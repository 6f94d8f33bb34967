//! Dictionary encoding for string columns.
//!
//! Maps repeated strings to dense `i32` keys so a string column stores one
//! fixed-width code per row.
//!
//! Keys are assigned from a counter that starts at zero and only grows, in
//! first-seen order. A key whose last row is overwritten is removed from the
//! dictionary and never handed out again. The missing sentinel
//! (`i32::MIN`) is never a key.
//!
//! A `Dictionary` has a single owner. Key assignment is not safe under
//! concurrent appends; parallel ingestion builds one dictionary per worker
//! and folds them together with [`Dictionary::merge`], remapping each
//! shard's codes through the returned [`KeyRemap`].

use std::collections::HashMap;
use std::sync::Arc;

use tracing::debug;

use crate::error::{Error, Result};
use crate::missing::MissingValue;

/// Code stored in a row with no string.
pub const MISSING_KEY: i32 = i32::MISSING;

#[derive(Debug, Clone)]
struct Entry {
    value: Arc<str>,
    /// Number of rows currently using this key.
    count: usize,
}

/// Bidirectional string ↔ key map with per-key row counts.
#[derive(Debug, Clone, Default)]
pub struct Dictionary {
    /// Indexed by key; `None` marks a retired key.
    entries: Vec<Option<Entry>>,
    keys: HashMap<Arc<str>, i32>,
}

impl Dictionary {
    /// Create an empty dictionary.
    pub fn new() -> Self {
        Self::default()
    }

    /// The key for `value`, assigning the next key if it is unseen.
    ///
    /// Does not change row counts; see [`Dictionary::retain`].
    pub fn key_for(&mut self, value: &str) -> Result<i32> {
        if let Some(&key) = self.keys.get(value) {
            return Ok(key);
        }
        let next = self.entries.len();
        let key = i32::try_from(next).map_err(|_| {
            Error::InvalidArgument("dictionary key space exhausted".to_string())
        })?;
        let value: Arc<str> = Arc::from(value);
        self.entries.push(Some(Entry {
            value: value.clone(),
            count: 0,
        }));
        self.keys.insert(value, key);
        Ok(key)
    }

    /// The key for `value`, if present.
    pub fn get_key(&self, value: &str) -> Option<i32> {
        self.keys.get(value).copied()
    }

    /// The string for `key`, if the key is live.
    pub fn string_for(&self, key: i32) -> Option<&str> {
        self.entry(key).map(|e| e.value.as_ref())
    }

    /// Returns true if `value` has a live key.
    pub fn contains(&self, value: &str) -> bool {
        self.keys.contains_key(value)
    }

    /// Number of live keys.
    pub fn distinct_count(&self) -> usize {
        self.keys.len()
    }

    /// Returns true if there are no live keys.
    pub fn is_empty(&self) -> bool {
        self.keys.is_empty()
    }

    /// The next key that would be assigned.
    pub fn next_key(&self) -> i32 {
        self.entries.len() as i32
    }

    /// Live strings in key order, which is first-seen order.
    pub fn categories(&self) -> Vec<&str> {
        self.iter().map(|(_, value)| value).collect()
    }

    /// Iterate `(key, string)` pairs in key order.
    pub fn iter(&self) -> impl Iterator<Item = (i32, &str)> + '_ {
        self.entries.iter().enumerate().filter_map(|(key, entry)| {
            entry.as_ref().map(|e| (key as i32, e.value.as_ref()))
        })
    }

    /// Number of rows using `value`.
    pub fn count_occurrences(&self, value: &str) -> usize {
        self.get_key(value)
            .and_then(|key| self.entry(key))
            .map(|e| e.count)
            .unwrap_or(0)
    }

    /// Number of rows using `key`.
    pub fn count_for_key(&self, key: i32) -> usize {
        self.entry(key).map(|e| e.count).unwrap_or(0)
    }

    /// Record one more row using `key`.
    pub fn retain(&mut self, key: i32) {
        if let Some(entry) = self.entry_mut(key) {
            entry.count += 1;
        }
    }

    /// Record one fewer row using `key`, retiring the key at zero.
    pub fn release(&mut self, key: i32) {
        let retire = match self.entry_mut(key) {
            Some(entry) => {
                entry.count = entry.count.saturating_sub(1);
                entry.count == 0
            }
            None => false,
        };
        if retire {
            self.retire(key);
        }
    }

    /// Intern `value` and count one row for it.
    pub fn encode(&mut self, value: &str) -> Result<i32> {
        let key = self.key_for(value)?;
        self.retain(key);
        Ok(key)
    }

    /// Zero every row count, keeping all keys live until the next
    /// [`Dictionary::compact`].
    pub fn reset_counts(&mut self) {
        for entry in self.entries.iter_mut().flatten() {
            entry.count = 0;
        }
    }

    /// Retire keys that no row uses.
    pub fn compact(&mut self) {
        let unused: Vec<i32> = self
            .entries
            .iter()
            .enumerate()
            .filter(|(_, e)| matches!(e, Some(entry) if entry.count == 0))
            .map(|(key, _)| key as i32)
            .collect();
        for key in unused {
            self.retire(key);
        }
    }

    /// Remove every key and reset the counter.
    pub fn clear(&mut self) {
        self.entries.clear();
        self.keys.clear();
    }

    /// Fold `other` into this dictionary.
    ///
    /// Strings already present keep their key; new strings get fresh keys
    /// from this dictionary's counter. Row counts are added. The returned
    /// remap translates `other`'s codes into this dictionary's codes.
    pub fn merge(&mut self, other: &Dictionary) -> Result<KeyRemap> {
        let mut mapping = vec![MISSING_KEY; other.entries.len()];
        let mut added = 0usize;
        for (old_key, value) in other.iter() {
            if !self.contains(value) {
                added += 1;
            }
            let new_key = self.key_for(value)?;
            if let (Some(entry), Some(source)) = (self.entry_mut(new_key), other.entry(old_key)) {
                entry.count += source.count;
            }
            mapping[old_key as usize] = new_key;
        }
        debug!(
            merged = other.distinct_count(),
            added,
            distinct = self.distinct_count(),
            "Merged dictionary shard"
        );
        Ok(KeyRemap { mapping })
    }

    fn entry(&self, key: i32) -> Option<&Entry> {
        if key < 0 {
            return None;
        }
        self.entries.get(key as usize).and_then(Option::as_ref)
    }

    fn entry_mut(&mut self, key: i32) -> Option<&mut Entry> {
        if key < 0 {
            return None;
        }
        self.entries.get_mut(key as usize).and_then(Option::as_mut)
    }

    fn retire(&mut self, key: i32) {
        if let Some(slot) = self.entries.get_mut(key as usize) {
            if let Some(entry) = slot.take() {
                self.keys.remove(&entry.value);
            }
        }
    }
}

/// Translation of one dictionary's keys into another's, produced by
/// [`Dictionary::merge`].
#[derive(Debug, Clone)]
pub struct KeyRemap {
    mapping: Vec<i32>,
}

impl KeyRemap {
    /// The merged key for `key`. The missing code maps to itself.
    pub fn map(&self, key: i32) -> i32 {
        if key < 0 {
            return MISSING_KEY;
        }
        self.mapping
            .get(key as usize)
            .copied()
            .unwrap_or(MISSING_KEY)
    }

    /// Rewrite a slice of codes in place.
    pub fn apply(&self, codes: &mut [i32]) {
        for code in codes {
            *code = self.map(*code);
        }
    }
}
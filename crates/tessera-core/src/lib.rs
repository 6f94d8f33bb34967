//! Tessera Core - Columnar encodings and row selections.
//!
//! This crate provides the storage substrate for Tessera tables: fixed-width
//! column stores with per-type missing sentinels, dictionary-encoded strings,
//! order-preserving packed temporal values, and the bitmap [`Selection`] that
//! every column predicate returns.

#[cfg(feature = "mimalloc")]
#[global_allocator]
static GLOBAL: mimalloc::MiMalloc = mimalloc::MiMalloc;

pub mod column;
pub mod config;
pub mod dictionary;
pub mod error;
pub mod missing;
pub mod parse;
pub mod selection;
pub mod store;
pub mod temporal;

pub use column::{
    BooleanColumn, ByteColumn, Column, ColumnType, DateColumn, DateRangeColumn, DateTimeColumn,
    DictionaryBacked, DoubleColumn, FloatColumn, InstantColumn, IntColumn, LongColumn,
    NumberColumn, NumericColumn, PackedColumn, ShortColumn, SortableColumn, StringColumn,
    TemporalColumn, TemporalValue, TimeColumn,
};
pub use config::ParseOptions;
pub use dictionary::{Dictionary, KeyRemap};
pub use error::{Error, Result, WideValue};
pub use missing::MissingValue;
pub use selection::Selection;
pub use store::{NumericType, Primitive, PrimitiveStore};

// Temporal exports
pub use temporal::{
    PackedDate, PackedDateRange, PackedDateTime, PackedInstant, PackedTime, TimeUnit,
};
impl PackedColumn<PackedDateTime> {
    /// The date part of each row.
    pub fn date(&self) -> DateColumn {
        DateColumn {
            name: format!("{} date", self.name),
            data: self.data.map(|raw| PackedDateTime::from_raw(raw).date().raw()),
        }
    }

    /// The time part of each row.
    pub fn time(&self) -> TimeColumn {
        TimeColumn {
            name: format!("{} time", self.name),
            data: self.data.map(|raw| PackedDateTime::from_raw(raw).time().raw()),
        }
    }

    pub fn year(&self) -> IntColumn {
        self.extract("year", |dt| dt.date().year())
    }

    pub fn month_value(&self) -> ShortColumn {
        self.extract("month", |dt| dt.date().month() as i16)
    }

    pub fn day_of_month(&self) -> ShortColumn {
        self.extract("day of month", |dt| dt.date().day() as i16)
    }

    pub fn hour(&self) -> ShortColumn {
        self.extract("hour", |dt| dt.time().hour() as i16)
    }

    pub fn minute(&self) -> ShortColumn {
        self.extract("minute", |dt| dt.time().minute() as i16)
    }

    /// Milliseconds since the Unix epoch.
    pub fn to_epoch_millis(&self) -> LongColumn {
        self.extract("epoch millis", |dt| dt.to_epoch_millis().unwrap_or(i64::MISSING))
    }

    /// Read each local date-time as UTC.
    pub fn to_instant_column(&self) -> InstantColumn {
        self.derived(self.name.clone())
    }

    pub fn plus(&self, amount: i64, unit: TimeUnit) -> Result<Self> {
        self.try_map_values(|dt| dt.plus(amount, unit))
    }

    pub fn plus_days(&self, days: i64) -> Result<Self> {
        self.try_map_values(|dt| dt.plus_days(days))
    }

    pub fn plus_hours(&self, hours: i64) -> Result<Self> {
        self.try_map_values(|dt| dt.plus_hours(hours))
    }

    pub fn plus_minutes(&self, minutes: i64) -> Result<Self> {
        self.try_map_values(|dt| dt.plus_minutes(minutes))
    }

    pub fn days_until(&self, end: &Self) -> Result<LongColumn> {
        self.difference(end, "days until", PackedDateTime::days_until)
    }

    pub fn hours_until(&self, end: &Self) -> Result<LongColumn> {
        self.difference(end, "hours until", PackedDateTime::hours_until)
    }

    pub fn minutes_until(&self, end: &Self) -> Result<LongColumn> {
        self.difference(end, "minutes until", PackedDateTime::minutes_until)
    }

    pub fn millis_until(&self, end: &Self) -> Result<LongColumn> {
        self.difference(end, "millis until", PackedDateTime::millis_until)
    }

    /// Rows falling on `date`.
    pub fn is_on(&self, date: PackedDate) -> Selection {
        self.eval(|dt| dt.date() == date)
    }
}

impl PackedColumn<PackedInstant> {
    /// The UTC local date-time of each instant.
    pub fn to_datetime_column(&self) -> DateTimeColumn {
        self.derived(self.name.clone())
    }

    /// Milliseconds since the Unix epoch.
    pub fn to_epoch_millis(&self) -> LongColumn {
        self.extract("epoch millis", |i| i.to_epoch_millis().unwrap_or(i64::MISSING))
    }

    pub fn plus(&self, amount: i64, unit: TimeUnit) -> Result<Self> {
        self.try_map_values(|i| i.plus(amount, unit))
    }

    pub fn millis_until(&self, end: &Self) -> Result<LongColumn> {
        self.difference(end, "millis until", PackedInstant::millis_until)
    }

    pub fn seconds_until(&self, end: &Self) -> Result<LongColumn> {
        self.difference(end, "seconds until", PackedInstant::seconds_until)
    }
}

impl PackedColumn<PackedDateRange> {
    /// First day of each range.
    pub fn from_dates(&self) -> DateColumn {
        DateColumn {
            name: format!("{} from", self.name),
            data: self.data.map(|raw| PackedDateRange::from_raw(raw).from().raw()),
        }
    }

    /// Last day of each range.
    pub fn to_dates(&self) -> DateColumn {
        DateColumn {
            name: format!("{} to", self.name),
            data: self.data.map(|raw| PackedDateRange::from_raw(raw).to().raw()),
        }
    }

    /// Days covered by each range, both ends included.
    pub fn length_in_days(&self) -> LongColumn {
        self.extract("length", |r| r.length_in_days().unwrap_or(i64::MISSING))
    }

    /// Rows whose range contains `date`.
    pub fn contains(&self, date: PackedDate) -> Selection {
        self.eval(|r| r.contains(date))
    }

    /// Rows whose range shares a day with `range`.
    pub fn overlaps(&self, range: PackedDateRange) -> Selection {
        self.eval(|r| r.overlaps(range))
    }

    /// Rows whose range contains the date in the same row of `dates`.
    pub fn contains_column(&self, dates: &DateColumn) -> Result<Selection> {
        if self.size() != dates.size() {
            return Err(Error::LengthMismatch {
                left: self.size(),
                right: dates.size(),
            });
        }
        Ok(self
            .as_raw()
            .iter()
            .zip(dates.as_raw())
            .enumerate()
            .filter(|(_, (r, d))| PackedDateRange::from_raw(**r).contains(PackedDate::from_raw(**d)))
            .map(|(row, _)| row)
            .collect())
    }
}
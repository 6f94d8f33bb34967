//! Tessera Benchmark Suite
//!
//! This crate provides Criterion benchmarks for the Tessera column core.
//!
//! # Benchmark Categories
//!
//! - **Selection**: Bitmap algebra, range construction, random sampling
//! - **Dictionary**: String encoding, sharded ingestion, key merges
//! - **Store**: Sorting, lag/lead, filtering, missing-value scans
//! - **Temporal**: Packing, field extraction, date arithmetic

pub mod fixtures;

pub use fixtures::{
    generate_categories, generate_dates, generate_ints, generate_selection, Scale,
};

/// Install a `tracing` subscriber configured from `RUST_LOG`.
///
/// Safe to call more than once; later calls are ignored.
pub fn init_tracing() {
    let _ = tracing_subscriber::fmt()
        .with_env_filter(
            tracing_subscriber::EnvFilter::from_default_env()
                .add_directive(tracing::Level::WARN.into()),
        )
        .try_init();
}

**Task directions**
In the data above, find the line that contains "let value: Arc<str>" and the line that contains "in key order.". Repeat exactly those lines and every line between them, and only those.

**Exercise result**
        let value: Arc<str> = Arc::from(value);
        self.entries.push(Some(Entry {
            value: value.clone(),
            count: 0,
        }));
        self.keys.insert(value, key);
        Ok(key)
    }

    /// The key for `value`, if present.
    pub fn get_key(&self, value: &str) -> Option<i32> {
        self.keys.get(value).copied()
    }

    /// The string for `key`, if the key is live.
    pub fn string_for(&self, key: i32) -> Option<&str> {
        self.entry(key).map(|e| e.value.as_ref())
    }

    /// Returns true if `value` has a live key.
    pub fn contains(&self, value: &str) -> bool {
        self.keys.contains_key(value)
    }

    /// Number of live keys.
    pub fn distinct_count(&self) -> usize {
        self.keys.len()
    }

    /// Returns true if there are no live keys.
    pub fn is_empty(&self) -> bool {
        self.keys.is_empty()
    }

    /// The next key that would be assigned.
    pub fn next_key(&self) -> i32 {
        self.entries.len() as i32
    }

    /// Live strings in key order, which is first-seen order.
    pub fn categories(&self) -> Vec<&str> {
        self.iter().map(|(_, value)| value).collect()
    }

    /// Iterate `(key, string)` pairs in key order.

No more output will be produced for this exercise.